[Records from a collection]
-- Opening Marker --

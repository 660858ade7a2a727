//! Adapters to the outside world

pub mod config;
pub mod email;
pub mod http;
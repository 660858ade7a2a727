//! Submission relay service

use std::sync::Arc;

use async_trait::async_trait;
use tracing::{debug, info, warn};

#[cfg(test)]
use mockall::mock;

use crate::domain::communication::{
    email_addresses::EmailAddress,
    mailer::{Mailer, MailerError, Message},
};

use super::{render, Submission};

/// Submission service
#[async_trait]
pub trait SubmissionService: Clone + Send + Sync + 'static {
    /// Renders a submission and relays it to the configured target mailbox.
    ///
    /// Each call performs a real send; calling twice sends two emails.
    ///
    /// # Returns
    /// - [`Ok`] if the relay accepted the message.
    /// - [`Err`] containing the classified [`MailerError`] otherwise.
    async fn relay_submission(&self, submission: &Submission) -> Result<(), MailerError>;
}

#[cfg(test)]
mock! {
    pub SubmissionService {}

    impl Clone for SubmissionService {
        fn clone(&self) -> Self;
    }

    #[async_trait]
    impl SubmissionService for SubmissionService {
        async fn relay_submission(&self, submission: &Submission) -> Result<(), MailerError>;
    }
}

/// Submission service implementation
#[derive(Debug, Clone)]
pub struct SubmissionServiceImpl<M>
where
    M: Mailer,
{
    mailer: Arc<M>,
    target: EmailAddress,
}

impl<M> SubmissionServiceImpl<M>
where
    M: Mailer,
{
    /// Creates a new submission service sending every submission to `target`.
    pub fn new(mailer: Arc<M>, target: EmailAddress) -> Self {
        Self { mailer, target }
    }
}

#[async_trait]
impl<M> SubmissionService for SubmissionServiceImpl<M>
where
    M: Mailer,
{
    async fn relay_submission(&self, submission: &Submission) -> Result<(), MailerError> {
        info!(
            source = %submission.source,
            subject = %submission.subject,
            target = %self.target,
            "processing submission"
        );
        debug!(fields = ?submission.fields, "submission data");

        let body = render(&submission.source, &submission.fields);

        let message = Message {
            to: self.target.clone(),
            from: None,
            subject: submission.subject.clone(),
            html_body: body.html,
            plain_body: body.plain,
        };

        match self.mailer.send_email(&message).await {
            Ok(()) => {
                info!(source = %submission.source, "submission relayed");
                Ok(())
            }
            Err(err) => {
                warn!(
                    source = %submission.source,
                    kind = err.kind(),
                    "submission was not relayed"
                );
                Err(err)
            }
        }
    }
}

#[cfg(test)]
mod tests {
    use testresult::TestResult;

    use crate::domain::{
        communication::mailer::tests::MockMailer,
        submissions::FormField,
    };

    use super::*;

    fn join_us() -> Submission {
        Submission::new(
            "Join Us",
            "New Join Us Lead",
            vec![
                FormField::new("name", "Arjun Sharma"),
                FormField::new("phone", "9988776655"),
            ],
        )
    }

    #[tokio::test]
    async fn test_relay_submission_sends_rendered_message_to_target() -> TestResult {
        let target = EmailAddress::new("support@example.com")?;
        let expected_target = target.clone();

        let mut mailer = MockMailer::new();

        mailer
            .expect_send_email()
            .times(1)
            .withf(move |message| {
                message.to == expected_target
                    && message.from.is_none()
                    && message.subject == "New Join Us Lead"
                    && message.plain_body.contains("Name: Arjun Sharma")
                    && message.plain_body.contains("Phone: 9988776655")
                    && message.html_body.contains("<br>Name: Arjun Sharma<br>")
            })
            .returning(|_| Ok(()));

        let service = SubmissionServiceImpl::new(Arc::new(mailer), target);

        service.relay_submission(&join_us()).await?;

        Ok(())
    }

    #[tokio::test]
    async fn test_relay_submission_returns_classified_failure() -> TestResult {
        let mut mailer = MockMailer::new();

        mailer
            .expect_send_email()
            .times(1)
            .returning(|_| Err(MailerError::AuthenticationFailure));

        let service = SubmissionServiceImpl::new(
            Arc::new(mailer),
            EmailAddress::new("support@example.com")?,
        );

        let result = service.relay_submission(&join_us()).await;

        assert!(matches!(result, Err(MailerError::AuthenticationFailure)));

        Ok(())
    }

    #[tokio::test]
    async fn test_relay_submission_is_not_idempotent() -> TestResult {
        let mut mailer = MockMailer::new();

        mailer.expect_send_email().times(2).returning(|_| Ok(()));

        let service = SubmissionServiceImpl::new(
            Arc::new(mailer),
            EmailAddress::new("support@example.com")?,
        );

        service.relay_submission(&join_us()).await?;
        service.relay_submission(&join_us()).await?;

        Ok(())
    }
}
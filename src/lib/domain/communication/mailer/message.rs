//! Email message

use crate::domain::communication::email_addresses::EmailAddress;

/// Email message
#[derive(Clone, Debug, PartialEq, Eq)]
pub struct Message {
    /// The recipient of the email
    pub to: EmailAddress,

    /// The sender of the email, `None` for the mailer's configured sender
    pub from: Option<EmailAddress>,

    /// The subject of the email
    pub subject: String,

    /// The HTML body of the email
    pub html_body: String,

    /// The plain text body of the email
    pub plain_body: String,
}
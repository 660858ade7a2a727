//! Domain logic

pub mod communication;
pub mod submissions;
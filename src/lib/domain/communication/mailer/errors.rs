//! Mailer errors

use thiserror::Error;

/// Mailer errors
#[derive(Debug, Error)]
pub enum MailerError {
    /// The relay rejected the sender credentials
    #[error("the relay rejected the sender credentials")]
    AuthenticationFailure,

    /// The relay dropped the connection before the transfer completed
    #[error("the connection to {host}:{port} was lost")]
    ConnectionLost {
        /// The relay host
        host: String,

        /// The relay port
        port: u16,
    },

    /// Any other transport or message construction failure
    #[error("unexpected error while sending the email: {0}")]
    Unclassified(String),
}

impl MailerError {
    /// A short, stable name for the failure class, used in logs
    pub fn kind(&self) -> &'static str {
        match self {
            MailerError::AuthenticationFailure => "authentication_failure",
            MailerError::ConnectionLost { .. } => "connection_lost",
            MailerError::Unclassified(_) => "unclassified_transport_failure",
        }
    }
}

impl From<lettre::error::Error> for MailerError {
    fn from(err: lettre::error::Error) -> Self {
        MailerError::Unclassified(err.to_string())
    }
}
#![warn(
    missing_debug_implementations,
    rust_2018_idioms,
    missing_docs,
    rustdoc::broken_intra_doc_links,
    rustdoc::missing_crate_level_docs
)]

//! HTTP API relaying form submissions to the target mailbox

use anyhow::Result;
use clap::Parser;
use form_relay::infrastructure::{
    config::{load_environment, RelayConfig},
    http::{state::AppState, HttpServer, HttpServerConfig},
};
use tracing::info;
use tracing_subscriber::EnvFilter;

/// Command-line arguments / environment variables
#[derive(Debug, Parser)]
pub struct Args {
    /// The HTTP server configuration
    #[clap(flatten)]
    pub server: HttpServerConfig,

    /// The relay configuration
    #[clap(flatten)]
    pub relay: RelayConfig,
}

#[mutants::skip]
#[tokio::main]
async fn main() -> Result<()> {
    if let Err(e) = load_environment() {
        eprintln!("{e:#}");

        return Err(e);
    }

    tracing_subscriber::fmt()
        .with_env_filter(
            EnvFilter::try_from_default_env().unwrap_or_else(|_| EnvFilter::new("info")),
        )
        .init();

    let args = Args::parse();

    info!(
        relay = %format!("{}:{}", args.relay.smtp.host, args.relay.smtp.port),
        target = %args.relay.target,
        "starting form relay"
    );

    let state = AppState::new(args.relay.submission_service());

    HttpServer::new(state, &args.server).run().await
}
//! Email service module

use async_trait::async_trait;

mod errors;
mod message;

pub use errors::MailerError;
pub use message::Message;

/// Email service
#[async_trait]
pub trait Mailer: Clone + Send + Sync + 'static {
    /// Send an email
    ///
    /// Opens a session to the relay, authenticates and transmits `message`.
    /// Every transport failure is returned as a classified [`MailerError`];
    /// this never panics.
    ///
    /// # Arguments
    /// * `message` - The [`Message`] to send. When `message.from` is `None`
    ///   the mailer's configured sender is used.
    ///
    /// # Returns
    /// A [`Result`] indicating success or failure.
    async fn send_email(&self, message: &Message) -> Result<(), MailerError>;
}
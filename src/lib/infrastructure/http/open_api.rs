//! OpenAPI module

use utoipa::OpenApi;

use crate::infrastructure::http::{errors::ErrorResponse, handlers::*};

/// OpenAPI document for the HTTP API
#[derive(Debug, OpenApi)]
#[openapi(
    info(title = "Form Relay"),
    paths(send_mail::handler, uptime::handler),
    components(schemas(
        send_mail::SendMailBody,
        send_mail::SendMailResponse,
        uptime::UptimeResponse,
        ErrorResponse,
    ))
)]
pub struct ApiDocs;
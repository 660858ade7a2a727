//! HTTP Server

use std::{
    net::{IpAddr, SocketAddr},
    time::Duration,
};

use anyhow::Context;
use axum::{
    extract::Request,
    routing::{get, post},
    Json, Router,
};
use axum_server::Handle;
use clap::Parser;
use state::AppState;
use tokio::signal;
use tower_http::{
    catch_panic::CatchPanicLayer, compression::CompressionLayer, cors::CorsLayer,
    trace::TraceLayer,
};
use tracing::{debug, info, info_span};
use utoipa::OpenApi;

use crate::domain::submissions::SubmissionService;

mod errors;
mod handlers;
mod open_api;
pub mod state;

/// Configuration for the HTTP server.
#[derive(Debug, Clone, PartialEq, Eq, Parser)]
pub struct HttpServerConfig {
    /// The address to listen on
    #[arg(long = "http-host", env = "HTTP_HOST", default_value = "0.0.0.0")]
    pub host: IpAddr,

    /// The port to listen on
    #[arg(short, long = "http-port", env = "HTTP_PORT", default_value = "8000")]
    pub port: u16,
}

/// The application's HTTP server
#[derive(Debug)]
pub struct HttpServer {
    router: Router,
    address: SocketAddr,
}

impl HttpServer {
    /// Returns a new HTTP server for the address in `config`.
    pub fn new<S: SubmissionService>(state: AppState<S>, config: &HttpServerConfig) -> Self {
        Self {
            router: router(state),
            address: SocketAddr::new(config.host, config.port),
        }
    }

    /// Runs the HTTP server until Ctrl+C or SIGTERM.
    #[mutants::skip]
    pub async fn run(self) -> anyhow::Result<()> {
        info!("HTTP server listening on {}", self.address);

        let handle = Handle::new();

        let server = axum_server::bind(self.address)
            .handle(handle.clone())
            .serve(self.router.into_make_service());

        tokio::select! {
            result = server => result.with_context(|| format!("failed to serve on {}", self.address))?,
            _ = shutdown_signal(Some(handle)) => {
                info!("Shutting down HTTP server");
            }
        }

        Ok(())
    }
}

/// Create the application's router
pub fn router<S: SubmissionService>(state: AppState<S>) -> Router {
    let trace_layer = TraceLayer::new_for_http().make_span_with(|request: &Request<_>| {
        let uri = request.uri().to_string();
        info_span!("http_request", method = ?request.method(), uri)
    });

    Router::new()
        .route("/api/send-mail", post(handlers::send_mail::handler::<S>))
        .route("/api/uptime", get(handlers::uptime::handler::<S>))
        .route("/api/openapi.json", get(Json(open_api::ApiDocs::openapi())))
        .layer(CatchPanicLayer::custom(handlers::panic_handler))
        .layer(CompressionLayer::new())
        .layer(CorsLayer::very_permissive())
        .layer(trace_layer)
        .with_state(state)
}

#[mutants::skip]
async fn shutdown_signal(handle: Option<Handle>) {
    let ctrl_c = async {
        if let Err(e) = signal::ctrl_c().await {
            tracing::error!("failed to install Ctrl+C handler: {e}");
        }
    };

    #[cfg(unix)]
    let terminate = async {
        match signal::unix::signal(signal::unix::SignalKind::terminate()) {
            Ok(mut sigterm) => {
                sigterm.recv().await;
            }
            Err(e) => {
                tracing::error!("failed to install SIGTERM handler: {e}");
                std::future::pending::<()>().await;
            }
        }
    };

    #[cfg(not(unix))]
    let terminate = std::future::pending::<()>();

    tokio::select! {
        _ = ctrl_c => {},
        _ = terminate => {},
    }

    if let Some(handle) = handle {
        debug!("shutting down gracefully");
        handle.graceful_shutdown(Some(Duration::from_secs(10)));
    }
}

-- Closing Marker --

_Required work_
Your reply should consist of a single number, the count of lines in the records above that contain the string "application".

_Written response_
2